We get so many phone calls and concerns from owners regarding vomiting in their cats. At least 50% of the time, after some research and discussion about the contents of the vomit, it turns out that the cat has actually regurgitated, not vomited. The causes of vomiting and regurgitation are very different and require different treatments as well.
Vomiting is an active process usually followed by excessive drooling and nausea, where an owner may notice their cat licking their lips unusually or extending their neck. When a cat vomits, his abdominal walls contract and create an upward motion for stomach contents to head out the esophagus and onto your carpet. Usually, the stomach contents include an orange fluid called bile or phlegm along with the other goodies in the tummy. Of course, things that stain your carpet!
Regurgitation is a passive process that allows ingested material to move backwards from the esophagus to the mouth or nose. Regurgitus (the contents regurgitated – great word) usually exits the body in the shape of a tube, because of how much time it spends in the tube-shaped esophagus. This lovely material usually consists of partially digested food, saliva, hair, and/or mucus. When a cat regurgitates, it usually happens quietly and fast! This is a normal body function and is nothing to be alarmed about.

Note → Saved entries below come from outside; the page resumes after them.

//! Circuit Breaker
//!
//! Per-call-site state machine that stops invoking a failing dependency.
//!
//! - `Closed`: calls pass through; outcomes are kept in a sliding window of
//!   `monitoring_period`. The circuit opens once the window holds at least
//!   `volume_threshold` calls and `failure_threshold` of them failed.
//! - `Open`: every call is rejected without running. After `reset_timeout`
//!   the next caller moves the circuit to `HalfOpen`.
//! - `HalfOpen`: up to `half_open_max_attempts` trial calls run. A trial
//!   success closes the circuit and clears the window; a trial failure
//!   reopens it and restarts the reset timer.

use chrono::{DateTime, Utc};
use serde::{Deserialize, Serialize};
use std::collections::{HashMap, VecDeque};
use std::fmt;
use std::future::Future;
use std::sync::{Arc, Mutex, MutexGuard};
use std::time::Duration;
use tracing::{debug, info, warn};

use crate::clock::{ms_to_utc, Clock, MonotonicClock};
use crate::error::CoordinatorError;
use crate::metrics;

/// Hint returned while every half-open trial slot is taken
const HALF_OPEN_RETRY_HINT: Duration = Duration::from_secs(1);

/// Circuit breaker states
#[derive(Debug, Clone, Copy, PartialEq, Eq, Serialize, Deserialize)]
#[serde(rename_all = "snake_case")]
pub enum CircuitState {
    Closed,
    Open,
    HalfOpen,
}

impl CircuitState {
    /// Value exported on the state gauge
    pub fn as_gauge(&self) -> i64 {
        match self {
            CircuitState::Closed => 0,
            CircuitState::HalfOpen => 1,
            CircuitState::Open => 2,
        }
    }
}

So how do we treat regurgitation? With smaller meals and patience! Cats basically inhale their food, or “bolt” as their natural carnivorous instinct teaches them. The stomach cannot expand fast enough to accommodate its new contents, so what happens? They get regurgitated. Feeding your kitty smaller portions, or spreading the food out on a cookie sheet to allow some time between each piece ingested, will allow the stomach to expand slowly and with ease.
Another great option is to incorporate exercise with eating by using a feeding toy! Check out the Egg-Cercizer – as your cats rolls the egg-shaped toy around to play, pieces of his food fall out for a delightful treat!
If at any time your kitty is having more GI issues than you are comfortable with, absolutely contact your veterinarian.